Information unaudited Information ungeprüft Accounting principles

1 Accounting principles

1.1 Basis for financial accounting

This interim financial reporting was prepared in accordance with the international accounting standard for interim financial reporting (IAS 34 “Interim Financial Reporting”). The accounting and valuation principles employed in the unaudited consolidated interim financial report correspond to those used in the 2023 annual report, which was prepared in accordance with the international financial reporting standards applied in the European Union (EU-IFRS) and the requirements stipulated in Article 17a of the Person and Company Law Ordinance of the Principality of Liechtenstein.

The unaudited interim financial reporting 2024 does not encompass all the data contained in the audited consolidated financial statement and should, therefore, be read together with the audited consolidated financial statement as at 31 December 2023.

1.2 Use of estimates in the preparation of financial statements

Areas having large scope for estimate judgements, which are of great significance for the financial statement, include estimates for expected credit losses, goodwill, provisions, fair value measurement, and liabilities for pension plans.
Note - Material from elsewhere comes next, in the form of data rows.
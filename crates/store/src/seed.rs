//! Schema creation and entry import.
//!
//! The export pipeline never writes to the store; this module is the
//! import side, used by the `kosha import` command to build a database
//! from an upstream JSON dump and by tests to seed fixtures.

use kosha_traits::StoreError;
use kosha_types::Entry;
use log::info;
use rusqlite::{Connection, params};

const SCHEMA: &str = "
CREATE TABLE IF NOT EXISTS entries (
    id               TEXT PRIMARY KEY,
    headword         TEXT NOT NULL,
    pos              TEXT NOT NULL DEFAULT '',
    tags             TEXT NOT NULL DEFAULT '',
    inflection_class TEXT,
    stem             TEXT,
    construction     TEXT,
    etymology        TEXT,
    compound         INTEGER NOT NULL DEFAULT 0
);
CREATE TABLE IF NOT EXISTS senses (
    entry_id TEXT NOT NULL REFERENCES entries(id),
    position INTEGER NOT NULL,
    gloss    TEXT NOT NULL,
    literal  TEXT,
    PRIMARY KEY (entry_id, position)
);
CREATE TABLE IF NOT EXISTS alt_spellings (
    entry_id TEXT NOT NULL REFERENCES entries(id),
    spelling TEXT NOT NULL
);
CREATE TABLE IF NOT EXISTS cross_references (
    entry_id        TEXT NOT NULL REFERENCES entries(id),
    sense_position  INTEGER,
    target_headword TEXT NOT NULL,
    kind            TEXT NOT NULL
);
CREATE TABLE IF NOT EXISTS citations (
    entry_id TEXT NOT NULL REFERENCES entries(id),
    position INTEGER NOT NULL,
    source   TEXT NOT NULL,
    sutta    TEXT NOT NULL,
    example  TEXT NOT NULL,
    PRIMARY KEY (entry_id, position)
);
";

/// Creates the dictionary schema if it does not exist.
pub fn create_schema(conn: &Connection) -> Result<(), StoreError> {
    conn.execute_batch(SCHEMA)
        .map_err(|e| StoreError::Query(format!("schema creation failed: {}", e)))
}

/// Inserts entries inside one transaction. An entry that already exists
/// is replaced wholesale, matching upstream authoring semantics.
pub fn insert_entries(conn: &mut Connection, entries: &[Entry]) -> Result<(), StoreError> {
    let tx = conn
        .transaction()
        .map_err(|e| StoreError::Query(e.to_string()))?;

    for entry in entries {
        let id = entry.id.as_str();
        tx.execute("DELETE FROM senses WHERE entry_id = ?1", [id])
            .map_err(|e| StoreError::Query(e.to_string()))?;
        tx.execute("DELETE FROM alt_spellings WHERE entry_id = ?1", [id])
            .map_err(|e| StoreError::Query(e.to_string()))?;
        tx.execute("DELETE FROM cross_references WHERE entry_id = ?1", [id])
            .map_err(|e| StoreError::Query(e.to_string()))?;
        tx.execute("DELETE FROM citations WHERE entry_id = ?1", [id])
            .map_err(|e| StoreError::Query(e.to_string()))?;

        tx.execute(
            "INSERT OR REPLACE INTO entries \
             (id, headword, pos, tags, inflection_class, stem, construction, etymology, compound) \
             VALUES (?1, ?2, ?3, ?4, ?5, ?6, ?7, ?8, ?9)",
            params![
                id,
                entry.headword,
                entry.grammar.pos,
                entry.grammar.tags.join(" "),
                entry.grammar.inflection_class,
                entry.grammar.stem,
                entry.grammar.construction,
                entry.etymology,
                entry.compound as i64,
            ],
        )
        .map_err(|e| StoreError::Query(e.to_string()))?;

        for spelling in &entry.alt_spellings {
            tx.execute(
                "INSERT INTO alt_spellings (entry_id, spelling) VALUES (?1, ?2)",
                params![id, spelling],
            )
            .map_err(|e| StoreError::Query(e.to_string()))?;
        }

        for (position, sense) in entry.senses.iter().enumerate() {
            tx.execute(
                "INSERT INTO senses (entry_id, position, gloss, literal) VALUES (?1, ?2, ?3, ?4)",
                params![id, position as i64, sense.gloss, sense.literal],
            )
            .map_err(|e| StoreError::Query(e.to_string()))?;

            for decl in &sense.refs {
                tx.execute(
                    "INSERT INTO cross_references \
                     (entry_id, sense_position, target_headword, kind) \
                     VALUES (?1, ?2, ?3, ?4)",
                    params![id, position as i64, decl.target, decl.kind.as_str()],
                )
                .map_err(|e| StoreError::Query(e.to_string()))?;
            }
        }

        for (position, citation) in entry.citations.iter().enumerate() {
            tx.execute(
                "INSERT INTO citations (entry_id, position, source, sutta, example) \
                 VALUES (?1, ?2, ?3, ?4, ?5)",
                params![
                    id,
                    position as i64,
                    citation.source,
                    citation.sutta,
                    citation.example
                ],
            )
            .map_err(|e| StoreError::Query(e.to_string()))?;
        }
    }

    tx.commit().map_err(|e| StoreError::Query(e.to_string()))?;
    info!("[SEED] Imported {} entries", entries.len());
    Ok(())
}

/// Creates (or opens) a database file and imports `entries` into it.
pub fn import_to_file(
    path: impl AsRef<std::path::Path>,
    entries: &[Entry],
) -> Result<(), StoreError> {
    let mut conn = Connection::open(path.as_ref())
        .map_err(|e| StoreError::Unavailable(format!("{}: {}", path.as_ref().display(), e)))?;
    create_schema(&conn)?;
    insert_entries(&mut conn, entries)
}
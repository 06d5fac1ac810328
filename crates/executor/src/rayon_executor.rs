//! Rayon-based parallel executor.
//!
//! Uses rayon's work-stealing thread pool for the per-entry stage work.
//! Dictionary stages are CPU-bound and independent per entry, which is the
//! workload rayon's pool is built for.

use kosha_traits::Executor;
use rayon::prelude::*;

/// A parallel executor using rayon's global work-stealing thread pool.
///
/// # Thread Pool Configuration
///
/// To bound the number of workers, configure rayon's global pool before
/// creating any `RayonExecutor`:
///
/// ```ignore
/// rayon::ThreadPoolBuilder::new()
///     .num_threads(4)
///     .build_global()
///     .unwrap();
///
/// let executor = RayonExecutor::new();
/// ```
///
/// `into_par_iter().map(..).collect()` preserves item order, so output is
/// identical to [`kosha_traits::SyncExecutor`] regardless of scheduling.
#[derive(Debug, Clone)]
pub struct RayonExecutor {
    /// Cached thread count for reporting via `parallelism()`.
    num_threads: usize,
}

impl RayonExecutor {
    /// Creates a new RayonExecutor using rayon's global thread pool.
    pub fn new() -> Self {
        Self {
            num_threads: rayon::current_num_threads(),
        }
    }
}

impl Default for RayonExecutor {
    fn default() -> Self {
        Self::new()
    }
}

impl Executor for RayonExecutor {
    fn execute_all<T, R, F>(&self, items: Vec<T>, f: F) -> Vec<R>
    where
        T: Send + 'static,
        R: Send + 'static,
        F: Fn(T) -> R + Send + Sync + Clone + 'static,
    {
        items.into_par_iter().map(f).collect()
    }

    fn execute_all_fallible<T, R, E, F>(&self, items: Vec<T>, f: F) -> Vec<Result<R, E>>
    where
        T: Send + 'static,
        R: Send + 'static,
        E: Send + 'static,
        F: Fn(T) -> Result<R, E> + Send + Sync + Clone + 'static,
    {
        items.into_par_iter().map(f).collect()
    }

    fn parallelism(&self) -> usize {
        self.num_threads
    }

    fn name(&self) -> &'static str {
        "RayonExecutor"
    }
}
use criterion::{Criterion, criterion_group, criterion_main};
use kosha::PipelineBuilder;
use kosha::pipeline::ExportConfig;
use kosha_grammar::RuleTable;
use kosha_traits::InMemoryEntryStore;
use kosha_types::{Entry, EntryId, GrammarInfo, Sense};
use std::sync::Arc;

fn synthetic_lexicon(count: usize) -> Vec<Entry> {
    let stems = ["dhamm", "cakk", "mett", "khant", "nibb"];
    (0..count)
        .map(|i| {
            let stem = stems[i % stems.len()];
            let headword = format!("{}a{}", stem, i);
            Entry {
                id: EntryId::new(headword.clone()),
                headword,
                alt_spellings: Vec::new(),
                grammar: GrammarInfo {
                    pos: "masc".into(),
                    tags: Vec::new(),
                    inflection_class: Some("a masc".into()),
                    stem: Some(format!("{}a{}", stem, i)),
                    construction: None,
                },
                senses: vec![Sense {
                    gloss: format!("gloss {}", i),
                    literal: None,
                    refs: Vec::new(),
                }],
                etymology: None,
                citations: Vec::new(),
                compound: false,
            }
        })
        .collect()
}

fn rules() -> RuleTable {
    RuleTable::from_json_str(
        r#"{"version": "bench-1", "classes": {"a masc": {"endings": [
            {"label": "nom sg", "suffix": "o"},
            {"label": "acc sg", "suffix": "aṃ"},
            {"label": "ins pl", "suffix": "ehi"}
        ]}}}"#,
    )
    .unwrap()
}

fn bench_full_pipeline(c: &mut Criterion) {
    let entries = synthetic_lexicon(2000);

    c.bench_function("pipeline_2000_entries", |b| {
        b.iter(|| {
            let mut pipeline = PipelineBuilder::new()
                .with_store(Arc::new(InMemoryEntryStore::from_entries(entries.clone())))
                .with_rule_table(rules())
                .with_config(ExportConfig::default())
                .build()
                .unwrap();
            let outcome = pipeline.run();
            assert!(outcome.release.is_ok());
        })
    });
}

criterion_group!(benches, bench_full_pipeline);
criterion_main!(benches);
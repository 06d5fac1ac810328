//! Content-hash-keyed derivation caches.
//!
//! Grammar forms and rendered entries may be cached across runs to skip
//! recomputation when inputs are unchanged. Hits are verified against the
//! content hash, never trusted by id alone: entry content can change
//! without the id changing, and a stale hit would silently corrupt an
//! export.

use kosha_types::{Entry, EntryId};
use serde::Serialize;
use std::collections::HashMap;

/// A blake3 digest of a derivation's inputs.
#[derive(Debug, Clone, Copy, PartialEq, Eq, Hash)]
pub struct ContentHash([u8; 32]);

impl ContentHash {
    /// Hashes an entry plus the rule-table version (the two inputs of
    /// grammar derivation). Serialization through serde_json keeps the
    /// byte stream stable across field reorderings in memory.
    pub fn of_entry(entry: &Entry, rule_version: &str) -> Self {
        let mut hasher = blake3::Hasher::new();
        hasher.update(rule_version.as_bytes());
        hasher.update(&[0]);
        hash_value(&mut hasher, entry);
        Self(*hasher.finalize().as_bytes())
    }

    /// Hashes an entry plus everything else rendering reads: the rule
    /// version (which determines its forms) and its resolved outbound
    /// edges. A change in any linked target invalidates the rendered
    /// entry even though the entry's own content is unchanged.
    pub fn of_render_inputs(
        entry: &Entry,
        rule_version: &str,
        outbound: impl Iterator<Item = (EntryId, String)>,
    ) -> Self {
        let mut hasher = blake3::Hasher::new();
        hasher.update(rule_version.as_bytes());
        hasher.update(&[0]);
        hash_value(&mut hasher, entry);
        for (target, label) in outbound {
            hasher.update(&[1]);
            hasher.update(target.as_str().as_bytes());
            hasher.update(&[2]);
            hasher.update(label.as_bytes());
        }
        Self(*hasher.finalize().as_bytes())
    }

    pub fn as_bytes(&self) -> &[u8; 32] {
        &self.0
    }
}

fn hash_value<T: Serialize>(hasher: &mut blake3::Hasher, value: &T) {
    // Infallible for our plain data types; an unserializable value would
    // be a programming error caught by every test that touches the cache.
    if let Ok(bytes) = serde_json::to_vec(value) {
        hasher.update(&bytes);
    }
}

/// A cache of derivation output keyed by entry id and verified by hash.
#[derive(Debug, Default)]
pub struct DerivationCache<T> {
    slots: HashMap<EntryId, (ContentHash, T)>,
    hits: usize,
    misses: usize,
}

impl<T: Clone> DerivationCache<T> {
    pub fn new() -> Self {
        Self {
            slots: HashMap::new(),
            hits: 0,
            misses: 0,
        }
    }

    /// Returns the cached value only when the stored hash matches the
    /// hash of the current inputs.
    pub fn get_verified(&mut self, id: &EntryId, hash: &ContentHash) -> Option<T> {
        match self.slots.get(id) {
            Some((stored, value)) if stored == hash => {
                self.hits += 1;
                Some(value.clone())
            }
            _ => {
                self.misses += 1;
                None
            }
        }
    }

    pub fn insert(&mut self, id: EntryId, hash: ContentHash, value: T) {
        self.slots.insert(id, (hash, value));
    }

    pub fn len(&self) -> usize {
        self.slots.len()
    }

    pub fn is_empty(&self) -> bool {
        self.slots.is_empty()
    }

    /// (hits, misses) since construction, for the run report.
    pub fn stats(&self) -> (usize, usize) {
        (self.hits, self.misses)
    }
}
Explanations regarding this point are shown under notes 12 and 13 in the 2024 consolidated interim financial statement and under notes 13, 17, 25 and 33, as well as in the chapter Pension plans and other long-term benefits in the 2023 consolidated financial statement.

The LLB Group updates the actuarial assumptions and parameters used for the calculation of pension obligations on every reporting date.

1.3 New IFRS, amendments and interpretations

1.3.1 Changes to accounting policies effective from 1 January 2024

There are no new or amended EU-IFRS or interpretations, which are relevant and applicable to the LLB Group.

The constant further development and evaluation of the materiality of the presented information led to two amendments in presentation in comparison with the 2023 annual report:

  • In the consolidated balance sheet the position “Current tax assets” was assigned to the position “Other assets”.
  • In the consolidated statement of cash flows the position “Rent paid for short-term and low-value leases” was assigned to the position “Payments for personnel, general and administrative expenses”.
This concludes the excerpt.